Exercise directions — The expected result is the material below, reproduced exactly from its first line through the line containing "#[derive(Debug, Clone, PartialEq, Eq)]".

Data under study —
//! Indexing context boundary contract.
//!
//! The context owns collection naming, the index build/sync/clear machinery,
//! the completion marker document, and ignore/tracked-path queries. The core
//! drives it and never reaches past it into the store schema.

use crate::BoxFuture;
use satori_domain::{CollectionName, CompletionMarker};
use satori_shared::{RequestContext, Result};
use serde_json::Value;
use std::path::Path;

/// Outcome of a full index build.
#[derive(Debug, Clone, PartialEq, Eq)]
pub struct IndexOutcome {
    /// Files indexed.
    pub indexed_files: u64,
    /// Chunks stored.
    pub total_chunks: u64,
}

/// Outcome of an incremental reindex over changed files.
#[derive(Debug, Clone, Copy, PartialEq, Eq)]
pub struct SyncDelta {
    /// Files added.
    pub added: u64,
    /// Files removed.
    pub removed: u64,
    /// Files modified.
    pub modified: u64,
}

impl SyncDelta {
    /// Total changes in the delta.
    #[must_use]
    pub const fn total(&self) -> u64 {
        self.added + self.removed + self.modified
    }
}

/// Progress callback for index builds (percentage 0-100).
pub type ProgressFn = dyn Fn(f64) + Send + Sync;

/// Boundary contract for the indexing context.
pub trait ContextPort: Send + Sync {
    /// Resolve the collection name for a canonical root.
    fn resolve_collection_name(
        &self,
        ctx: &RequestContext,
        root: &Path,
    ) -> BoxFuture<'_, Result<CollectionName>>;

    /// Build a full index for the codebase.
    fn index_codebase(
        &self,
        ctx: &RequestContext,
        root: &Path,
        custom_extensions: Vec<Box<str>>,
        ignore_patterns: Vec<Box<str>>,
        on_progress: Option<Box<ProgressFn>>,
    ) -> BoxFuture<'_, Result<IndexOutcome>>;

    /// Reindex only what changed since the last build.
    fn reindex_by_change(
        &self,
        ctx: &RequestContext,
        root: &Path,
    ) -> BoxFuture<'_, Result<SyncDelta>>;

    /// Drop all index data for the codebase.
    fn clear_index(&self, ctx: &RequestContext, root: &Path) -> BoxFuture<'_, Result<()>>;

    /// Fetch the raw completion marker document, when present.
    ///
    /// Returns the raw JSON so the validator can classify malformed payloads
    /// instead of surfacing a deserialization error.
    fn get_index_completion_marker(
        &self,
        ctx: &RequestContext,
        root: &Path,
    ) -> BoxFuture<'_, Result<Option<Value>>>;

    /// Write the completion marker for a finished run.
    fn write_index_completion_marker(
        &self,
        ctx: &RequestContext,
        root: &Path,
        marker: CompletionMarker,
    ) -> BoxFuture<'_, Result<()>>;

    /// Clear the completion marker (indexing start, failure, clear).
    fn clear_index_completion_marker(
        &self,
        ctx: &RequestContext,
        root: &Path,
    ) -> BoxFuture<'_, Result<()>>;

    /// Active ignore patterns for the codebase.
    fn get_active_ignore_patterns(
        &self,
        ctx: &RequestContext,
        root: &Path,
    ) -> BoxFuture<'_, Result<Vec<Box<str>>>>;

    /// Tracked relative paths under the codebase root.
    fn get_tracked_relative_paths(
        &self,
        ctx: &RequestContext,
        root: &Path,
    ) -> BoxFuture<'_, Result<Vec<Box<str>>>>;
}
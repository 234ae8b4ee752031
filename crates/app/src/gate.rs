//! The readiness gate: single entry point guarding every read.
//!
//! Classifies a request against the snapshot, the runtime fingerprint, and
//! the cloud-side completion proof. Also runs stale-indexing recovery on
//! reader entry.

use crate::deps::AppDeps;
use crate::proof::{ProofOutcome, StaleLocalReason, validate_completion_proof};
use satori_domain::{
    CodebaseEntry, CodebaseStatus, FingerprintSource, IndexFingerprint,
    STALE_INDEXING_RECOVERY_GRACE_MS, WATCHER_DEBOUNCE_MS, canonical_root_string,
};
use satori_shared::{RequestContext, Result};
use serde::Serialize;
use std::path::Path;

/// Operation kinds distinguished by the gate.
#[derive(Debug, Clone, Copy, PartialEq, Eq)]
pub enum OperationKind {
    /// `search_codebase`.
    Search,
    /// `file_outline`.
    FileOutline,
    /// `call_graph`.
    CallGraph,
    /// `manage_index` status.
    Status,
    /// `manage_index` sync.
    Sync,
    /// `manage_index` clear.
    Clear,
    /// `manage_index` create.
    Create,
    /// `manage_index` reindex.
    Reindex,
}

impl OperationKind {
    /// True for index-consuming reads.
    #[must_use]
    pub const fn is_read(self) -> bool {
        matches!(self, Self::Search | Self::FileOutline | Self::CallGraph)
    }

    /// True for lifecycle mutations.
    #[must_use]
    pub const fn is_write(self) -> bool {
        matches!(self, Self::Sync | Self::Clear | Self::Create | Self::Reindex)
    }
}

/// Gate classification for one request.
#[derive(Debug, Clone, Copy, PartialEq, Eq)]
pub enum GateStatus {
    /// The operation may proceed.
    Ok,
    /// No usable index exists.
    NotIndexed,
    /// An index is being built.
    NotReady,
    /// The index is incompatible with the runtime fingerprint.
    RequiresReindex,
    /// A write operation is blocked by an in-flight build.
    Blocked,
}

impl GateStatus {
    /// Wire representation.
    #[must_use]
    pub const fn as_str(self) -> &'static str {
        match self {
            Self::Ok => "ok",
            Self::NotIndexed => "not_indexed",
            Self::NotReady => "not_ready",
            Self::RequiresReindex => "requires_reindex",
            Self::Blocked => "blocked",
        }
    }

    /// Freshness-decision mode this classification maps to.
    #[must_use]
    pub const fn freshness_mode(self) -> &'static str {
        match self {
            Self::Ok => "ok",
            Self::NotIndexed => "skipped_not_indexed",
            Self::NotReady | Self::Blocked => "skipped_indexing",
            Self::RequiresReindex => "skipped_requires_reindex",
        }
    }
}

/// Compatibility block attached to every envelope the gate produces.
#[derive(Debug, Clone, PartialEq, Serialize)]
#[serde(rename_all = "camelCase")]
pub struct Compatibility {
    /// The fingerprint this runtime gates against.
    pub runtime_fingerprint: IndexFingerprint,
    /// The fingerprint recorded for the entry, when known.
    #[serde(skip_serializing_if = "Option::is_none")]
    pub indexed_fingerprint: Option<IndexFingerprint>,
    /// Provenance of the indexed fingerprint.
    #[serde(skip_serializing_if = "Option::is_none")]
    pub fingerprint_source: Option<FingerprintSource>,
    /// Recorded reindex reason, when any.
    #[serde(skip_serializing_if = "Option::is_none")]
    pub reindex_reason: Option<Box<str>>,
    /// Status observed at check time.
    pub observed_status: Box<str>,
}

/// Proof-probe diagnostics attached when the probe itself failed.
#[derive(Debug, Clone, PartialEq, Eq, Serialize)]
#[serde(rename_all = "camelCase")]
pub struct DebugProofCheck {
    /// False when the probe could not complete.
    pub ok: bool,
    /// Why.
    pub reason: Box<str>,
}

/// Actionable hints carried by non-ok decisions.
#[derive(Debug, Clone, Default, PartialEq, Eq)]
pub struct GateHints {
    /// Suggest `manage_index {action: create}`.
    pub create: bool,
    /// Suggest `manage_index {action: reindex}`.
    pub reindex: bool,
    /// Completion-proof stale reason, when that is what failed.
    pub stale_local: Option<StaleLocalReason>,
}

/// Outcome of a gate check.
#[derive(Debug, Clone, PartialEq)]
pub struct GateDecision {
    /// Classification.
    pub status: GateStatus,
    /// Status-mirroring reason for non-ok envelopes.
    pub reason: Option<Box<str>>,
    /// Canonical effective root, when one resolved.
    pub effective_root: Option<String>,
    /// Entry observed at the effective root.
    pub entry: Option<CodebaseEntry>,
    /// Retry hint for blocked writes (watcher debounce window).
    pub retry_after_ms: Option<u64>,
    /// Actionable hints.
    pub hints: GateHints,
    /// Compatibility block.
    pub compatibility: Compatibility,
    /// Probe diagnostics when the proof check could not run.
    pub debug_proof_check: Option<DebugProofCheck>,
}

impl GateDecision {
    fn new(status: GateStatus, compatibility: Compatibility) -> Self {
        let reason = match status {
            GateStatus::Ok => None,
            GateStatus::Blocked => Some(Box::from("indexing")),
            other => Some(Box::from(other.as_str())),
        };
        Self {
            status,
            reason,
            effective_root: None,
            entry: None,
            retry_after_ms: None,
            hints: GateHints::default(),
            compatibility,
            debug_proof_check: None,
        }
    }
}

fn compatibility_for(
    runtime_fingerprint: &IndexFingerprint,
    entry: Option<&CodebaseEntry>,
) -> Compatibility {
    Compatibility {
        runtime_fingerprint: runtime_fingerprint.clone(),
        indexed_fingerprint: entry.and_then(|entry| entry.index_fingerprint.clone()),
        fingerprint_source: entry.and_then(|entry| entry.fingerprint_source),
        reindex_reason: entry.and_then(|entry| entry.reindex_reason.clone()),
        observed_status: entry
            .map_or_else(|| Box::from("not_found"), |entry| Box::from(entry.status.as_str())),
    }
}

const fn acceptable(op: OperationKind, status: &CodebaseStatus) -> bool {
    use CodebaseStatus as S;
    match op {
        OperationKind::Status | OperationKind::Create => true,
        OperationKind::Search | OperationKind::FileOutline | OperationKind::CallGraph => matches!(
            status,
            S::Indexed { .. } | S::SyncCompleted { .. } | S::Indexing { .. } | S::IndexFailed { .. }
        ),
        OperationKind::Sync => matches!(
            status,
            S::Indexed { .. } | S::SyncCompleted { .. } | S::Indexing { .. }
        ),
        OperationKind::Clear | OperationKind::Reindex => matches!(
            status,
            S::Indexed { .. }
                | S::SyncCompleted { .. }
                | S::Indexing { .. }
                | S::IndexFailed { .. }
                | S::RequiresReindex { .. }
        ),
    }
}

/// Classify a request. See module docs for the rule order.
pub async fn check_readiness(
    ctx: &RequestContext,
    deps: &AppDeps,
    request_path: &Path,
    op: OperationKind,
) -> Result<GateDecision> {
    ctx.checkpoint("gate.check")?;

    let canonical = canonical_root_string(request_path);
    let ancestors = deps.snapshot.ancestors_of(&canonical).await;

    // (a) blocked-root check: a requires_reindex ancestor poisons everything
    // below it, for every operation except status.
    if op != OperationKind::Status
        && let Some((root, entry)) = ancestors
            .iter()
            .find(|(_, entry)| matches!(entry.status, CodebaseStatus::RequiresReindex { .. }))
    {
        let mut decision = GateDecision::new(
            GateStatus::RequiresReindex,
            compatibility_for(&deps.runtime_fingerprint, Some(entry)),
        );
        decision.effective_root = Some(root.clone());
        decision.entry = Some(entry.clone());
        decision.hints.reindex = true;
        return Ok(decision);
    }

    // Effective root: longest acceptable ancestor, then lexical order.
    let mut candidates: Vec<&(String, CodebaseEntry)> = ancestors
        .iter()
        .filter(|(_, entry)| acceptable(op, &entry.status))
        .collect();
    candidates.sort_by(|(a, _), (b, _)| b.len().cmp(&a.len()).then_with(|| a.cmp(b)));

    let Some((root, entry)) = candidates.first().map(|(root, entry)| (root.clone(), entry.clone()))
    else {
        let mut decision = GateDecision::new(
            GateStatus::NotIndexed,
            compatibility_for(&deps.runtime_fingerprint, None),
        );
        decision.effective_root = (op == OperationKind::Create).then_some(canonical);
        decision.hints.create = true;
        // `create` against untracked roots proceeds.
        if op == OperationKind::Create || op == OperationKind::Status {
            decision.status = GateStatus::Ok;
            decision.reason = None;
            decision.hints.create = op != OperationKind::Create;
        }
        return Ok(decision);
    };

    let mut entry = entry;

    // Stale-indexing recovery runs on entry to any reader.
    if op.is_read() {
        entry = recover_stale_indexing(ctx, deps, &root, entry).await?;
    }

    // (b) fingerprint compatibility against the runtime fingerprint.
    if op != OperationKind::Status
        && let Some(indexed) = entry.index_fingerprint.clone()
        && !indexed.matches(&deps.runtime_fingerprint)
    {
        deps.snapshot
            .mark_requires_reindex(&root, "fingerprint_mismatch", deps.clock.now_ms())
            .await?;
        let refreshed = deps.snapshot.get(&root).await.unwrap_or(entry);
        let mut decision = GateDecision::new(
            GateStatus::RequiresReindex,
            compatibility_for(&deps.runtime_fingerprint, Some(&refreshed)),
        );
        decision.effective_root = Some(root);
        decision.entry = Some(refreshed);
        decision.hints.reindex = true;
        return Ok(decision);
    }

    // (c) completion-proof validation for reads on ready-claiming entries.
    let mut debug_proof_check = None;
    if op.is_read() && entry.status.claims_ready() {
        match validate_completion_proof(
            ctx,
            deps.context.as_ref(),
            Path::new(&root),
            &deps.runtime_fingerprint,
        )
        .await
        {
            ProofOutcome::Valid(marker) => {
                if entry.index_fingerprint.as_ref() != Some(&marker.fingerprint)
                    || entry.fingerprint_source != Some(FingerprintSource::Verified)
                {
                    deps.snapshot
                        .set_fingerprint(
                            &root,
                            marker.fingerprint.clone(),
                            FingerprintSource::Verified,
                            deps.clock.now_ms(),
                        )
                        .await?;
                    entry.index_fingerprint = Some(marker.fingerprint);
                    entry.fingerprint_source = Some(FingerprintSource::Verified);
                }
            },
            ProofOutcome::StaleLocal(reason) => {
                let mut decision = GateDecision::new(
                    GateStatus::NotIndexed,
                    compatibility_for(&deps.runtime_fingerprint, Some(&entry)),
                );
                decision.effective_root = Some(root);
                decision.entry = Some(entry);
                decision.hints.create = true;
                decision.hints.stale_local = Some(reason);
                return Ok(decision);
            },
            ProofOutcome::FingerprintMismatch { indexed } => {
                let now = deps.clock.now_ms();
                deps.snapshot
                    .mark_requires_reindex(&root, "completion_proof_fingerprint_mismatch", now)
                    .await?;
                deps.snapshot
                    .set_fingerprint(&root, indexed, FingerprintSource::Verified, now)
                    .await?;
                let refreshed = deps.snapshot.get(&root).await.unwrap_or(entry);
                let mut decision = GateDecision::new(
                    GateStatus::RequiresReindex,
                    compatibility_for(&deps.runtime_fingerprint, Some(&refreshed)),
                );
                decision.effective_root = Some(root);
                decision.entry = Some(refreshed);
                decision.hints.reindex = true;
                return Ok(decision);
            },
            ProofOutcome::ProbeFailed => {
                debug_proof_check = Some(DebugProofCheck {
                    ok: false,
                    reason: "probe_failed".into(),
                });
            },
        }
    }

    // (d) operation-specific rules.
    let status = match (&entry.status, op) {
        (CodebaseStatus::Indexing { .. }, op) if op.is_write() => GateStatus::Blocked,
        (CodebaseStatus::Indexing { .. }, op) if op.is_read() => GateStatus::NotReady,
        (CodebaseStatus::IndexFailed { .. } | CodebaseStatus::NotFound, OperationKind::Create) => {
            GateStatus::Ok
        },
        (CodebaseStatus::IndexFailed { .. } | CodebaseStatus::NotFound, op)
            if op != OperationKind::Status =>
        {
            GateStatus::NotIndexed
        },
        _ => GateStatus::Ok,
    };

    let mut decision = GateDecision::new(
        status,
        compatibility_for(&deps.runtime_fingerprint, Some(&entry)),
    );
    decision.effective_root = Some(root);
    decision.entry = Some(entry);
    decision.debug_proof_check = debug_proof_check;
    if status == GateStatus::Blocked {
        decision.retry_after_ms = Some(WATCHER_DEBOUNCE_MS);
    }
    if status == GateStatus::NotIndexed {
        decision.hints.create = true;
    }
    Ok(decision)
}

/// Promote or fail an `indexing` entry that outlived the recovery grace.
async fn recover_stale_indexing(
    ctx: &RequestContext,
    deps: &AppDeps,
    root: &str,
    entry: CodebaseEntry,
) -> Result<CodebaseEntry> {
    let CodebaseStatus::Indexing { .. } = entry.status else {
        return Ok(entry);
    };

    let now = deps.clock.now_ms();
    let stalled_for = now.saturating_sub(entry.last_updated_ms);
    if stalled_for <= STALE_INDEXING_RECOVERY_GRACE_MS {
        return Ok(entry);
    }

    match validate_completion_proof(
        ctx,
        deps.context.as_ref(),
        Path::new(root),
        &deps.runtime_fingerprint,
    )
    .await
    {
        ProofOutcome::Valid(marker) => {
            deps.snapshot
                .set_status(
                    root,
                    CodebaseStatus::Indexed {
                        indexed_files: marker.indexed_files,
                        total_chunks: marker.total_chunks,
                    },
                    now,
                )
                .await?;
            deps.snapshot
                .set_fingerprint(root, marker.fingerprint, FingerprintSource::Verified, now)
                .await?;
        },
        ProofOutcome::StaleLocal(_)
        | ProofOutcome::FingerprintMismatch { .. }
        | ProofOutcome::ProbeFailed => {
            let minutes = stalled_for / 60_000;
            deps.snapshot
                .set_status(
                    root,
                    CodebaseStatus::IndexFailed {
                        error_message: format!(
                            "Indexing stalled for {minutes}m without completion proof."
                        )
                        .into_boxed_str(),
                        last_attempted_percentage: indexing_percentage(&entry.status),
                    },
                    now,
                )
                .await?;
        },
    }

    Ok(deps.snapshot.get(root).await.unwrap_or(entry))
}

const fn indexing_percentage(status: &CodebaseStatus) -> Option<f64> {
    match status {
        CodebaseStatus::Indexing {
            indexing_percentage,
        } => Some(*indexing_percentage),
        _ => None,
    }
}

Written response —
//! Indexing context boundary contract.
//!
//! The context owns collection naming, the index build/sync/clear machinery,
//! the completion marker document, and ignore/tracked-path queries. The core
//! drives it and never reaches past it into the store schema.

use crate::BoxFuture;
use satori_domain::{CollectionName, CompletionMarker};
use satori_shared::{RequestContext, Result};
use serde_json::Value;
use std::path::Path;

/// Outcome of a full index build.
#[derive(Debug, Clone, PartialEq, Eq)]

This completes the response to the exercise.